The Beneficient Company and Avalon Acquisition Inc. Announce the Satisfaction of a Closing Condition Relating to Their Business Combination Agreement
Beneficient has Provided Avalon Audited Financials Through March 31, 2022
DALLAS and SAN FRANCISCO, Oct. 03, 2022 (GLOBE NEWSWIRE) -- The Beneficient Company Group, L.P. (“Beneficient” or the “Company”), a technology-enabled platform providing liquidity, data, custody and trust services to holders of alternative assets, and Avalon Acquisition Inc. (NASDAQ: AVAC), a publicly traded special purpose acquisition company, today announced that Beneficient has delivered to Avalon its audited financials for calendar years 2020 and 2021, along with the transition period ended March 31, 2022, to Avalon. The audited financials for the period ended March 31, 2022, which reflect the seventh fiscal period of audited financials for Beneficient, reflect the Company’s change in its fiscal year end date to March 31 to better align with its industry’s practices.
On September 21, 2022, it was announced that Avalon entered into a business combination agreement with Beneficient, which, upon closing, would result in Beneficient becoming a publicly listed company. A condition to close the business combination agreement is the provision of Beneficient’s audited financials for calendar year 2021. With the delivery of these financial statements, that closing condition has been satisfied.
Craig Cognetti, Chief Executive Officer of Avalon, commented:
“By bringing Beneficient into the public market, we believe we can position its innovative solutions to redefine an industry that has historically been costly and opaque for individual investors and smaller institutions seeking liquidity. The delivery of Beneficient’s audited financials represents an important step in closing our transaction and realizing our vision.”
About Beneficient
The Beneficient Company Group, L.P. (“Beneficient”) provides a unique suite of simple, rapid, and cost-effective liquidity solutions and other custody, trustee and fiduciary services for owners of alternative assets. Beneficient’s liquidity solutions are available for most types of professionally managed alternative asset investments and can be customized to suit individual circumstances. Serving as a principal by using its own balance sheet, Beneficient operates as a permanent financial institution that helps to remove many of the traditional barriers to liquidity faced by mid-to-high-net-worth individuals and small-to-mid-sized institutions.

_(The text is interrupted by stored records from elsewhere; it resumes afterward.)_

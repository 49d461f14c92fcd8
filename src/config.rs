//! Service configuration loaded from environment variables.
//!
//! Follows 12-factor style: all settings come from environment variables
//! (or a `.env` file via `dotenvy`). Unset or unparsable values fall back
//! to defaults; only an unparsable `LISTEN_ADDR` is fatal.

use std::net::SocketAddr;
use std::path::PathBuf;
use std::str::FromStr;

use crate::domain::{Locale, Roster};
use crate::error::SantaError;

/// Which [`crate::persistence::PlayerStore`] backs the service.
#[derive(Debug, Clone, Copy, PartialEq, Eq, Default)]
pub enum StorageBackend {
    /// Relational store in a SQLite database.
    #[default]
    Sqlite,
    /// JSON document collection.
    Document,
}

impl FromStr for StorageBackend {
    type Err = String;

    fn from_str(s: &str) -> Result<Self, Self::Err> {
        match s.trim().to_ascii_lowercase().as_str() {
            "sqlite" | "sql" => Ok(Self::Sqlite),
            "document" | "json" => Ok(Self::Document),
            other => Err(format!("unknown storage backend: {other}")),
        }
    }
}

/// Top-level service configuration.
///
/// Loaded once at startup via [`SantaConfig::from_env`].
#[derive(Debug, Clone)]
pub struct SantaConfig {
    /// Socket address to bind the HTTP server to (e.g. `0.0.0.0:3000`).
    pub listen_addr: SocketAddr,

    /// Storage backend selection.
    pub storage_backend: StorageBackend,

    /// SQLite connection string.
    pub database_url: String,

    /// Maximum number of database connections in the pool.
    pub database_max_connections: u32,

    /// Timeout in seconds for acquiring a database connection.
    pub database_connect_timeout_secs: u64,

    /// File holding the document collection; `None` keeps it in memory.
    pub document_store_path: Option<PathBuf>,

    /// Names allowed to register.
    pub roster: Roster,

    /// Whether every registration must carry an email.
    pub require_email: bool,

    /// Language of user-facing messages.
    pub locale: Locale,

    /// Directory served for every non-API path.
    pub public_dir: PathBuf,

    /// Per-request timeout in seconds.
    pub request_timeout_secs: u64,
}

impl Default for SantaConfig {
    fn default() -> Self {
        Self {
            listen_addr: SocketAddr::from(([0, 0, 0, 0], 3000)),
            storage_backend: StorageBackend::Sqlite,
            database_url: "sqlite://players.db".to_string(),
            database_max_connections: 5,
            database_connect_timeout_secs: 5,
            document_store_path: Some(PathBuf::from("players.json")),
            roster: Roster::default(),
            require_email: false,
            locale: Locale::Ar,
            public_dir: PathBuf::from("public"),
            request_timeout_secs: 30,
        }
    }
}

impl SantaConfig {
    /// Loads configuration from environment variables.
    ///
    /// Calls `dotenvy::dotenv().ok()` to optionally load a `.env` file.
    ///
    /// # Errors
    ///
    /// Returns [`SantaError::Config`] if `LISTEN_ADDR` is set but cannot be
    /// parsed as a [`SocketAddr`], or if `ALLOWED_PLAYERS` yields no names.
    pub fn from_env() -> Result<Self, SantaError> {
        dotenvy::dotenv().ok();
        Self::from_lookup(|key| std::env::var(key).ok())
    }

    /// Builds configuration from an arbitrary key lookup.
    ///
    /// # Errors
    ///
    /// Same as [`SantaConfig::from_env`].
    pub fn from_lookup<F>(lookup: F) -> Result<Self, SantaError>
    where
        F: Fn(&str) -> Option<String>,
    {
        let defaults = Self::default();

        let mut listen_addr = match lookup("LISTEN_ADDR") {
            Some(raw) => raw
                .parse::<SocketAddr>()
                .map_err(|e| SantaError::Config(format!("invalid LISTEN_ADDR {raw:?}: {e}")))?,
            None => defaults.listen_addr,
        };
        if let Some(port) = parse_with(&lookup, "PORT") {
            listen_addr.set_port(port);
        }

        let roster = match lookup("ALLOWED_PLAYERS") {
            Some(list) => Roster::from_csv(&list),
            None => defaults.roster,
        };
        if roster.is_empty() {
            return Err(SantaError::Config(
                "ALLOWED_PLAYERS must name at least one player".to_string(),
            ));
        }

        let document_store_path = match lookup("DOCUMENT_STORE_PATH") {
            Some(p) if p.trim().is_empty() => None,
            Some(p) => Some(PathBuf::from(p)),
            None => defaults.document_store_path,
        };

        Ok(Self {
            listen_addr,
            storage_backend: parse_with(&lookup, "STORAGE_BACKEND")
                .unwrap_or(defaults.storage_backend),
            database_url: lookup("DATABASE_URL").unwrap_or(defaults.database_url),
            database_max_connections: parse_with(&lookup, "DATABASE_MAX_CONNECTIONS")
                .unwrap_or(defaults.database_max_connections),
            database_connect_timeout_secs: parse_with(&lookup, "DATABASE_CONNECT_TIMEOUT_SECS")
                .unwrap_or(defaults.database_connect_timeout_secs),
            document_store_path,
            roster,
            require_email: parse_bool_with(&lookup, "REQUIRE_EMAIL")
                .unwrap_or(defaults.require_email),
            locale: parse_with(&lookup, "MESSAGE_LOCALE").unwrap_or(defaults.locale),
            public_dir: lookup("PUBLIC_DIR").map_or(defaults.public_dir, PathBuf::from),
            request_timeout_secs: parse_with(&lookup, "REQUEST_TIMEOUT_SECS")
                .unwrap_or(defaults.request_timeout_secs),
        })
    }
}

/// Parses the value under `key` as `T`, returning `None` on missing or
/// invalid values.
fn parse_with<T, F>(lookup: &F, key: &str) -> Option<T>
where
    T: FromStr,
    F: Fn(&str) -> Option<String>,
{
    lookup(key).and_then(|v| v.trim().parse().ok())
}

/// Parses the value under `key` as a boolean. Accepts `"true"`, `"1"`,
/// `"false"`, `"0"` (case-insensitive). Returns `None` otherwise.
fn parse_bool_with<F>(lookup: &F, key: &str) -> Option<bool>
where
    F: Fn(&str) -> Option<String>,
{
    match lookup(key)?.trim().to_ascii_lowercase().as_str() {
        "true" | "1" => Some(true),
        "false" | "0" => Some(false),
        _ => None,
    }
}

Through June 30, 2022, Beneficient has financed transactions that delivered liquidity of approximately $1.1 billion in net asset value of alternative assets, including approximately $383 million in the previous 12 months. Recently, Beneficient launched the second version of its AltAccess fintech digital platform, which was developed to provide alternative asset investors the security of receiving liquidity over a cyber secure, centralized liquidity payment consideration platform.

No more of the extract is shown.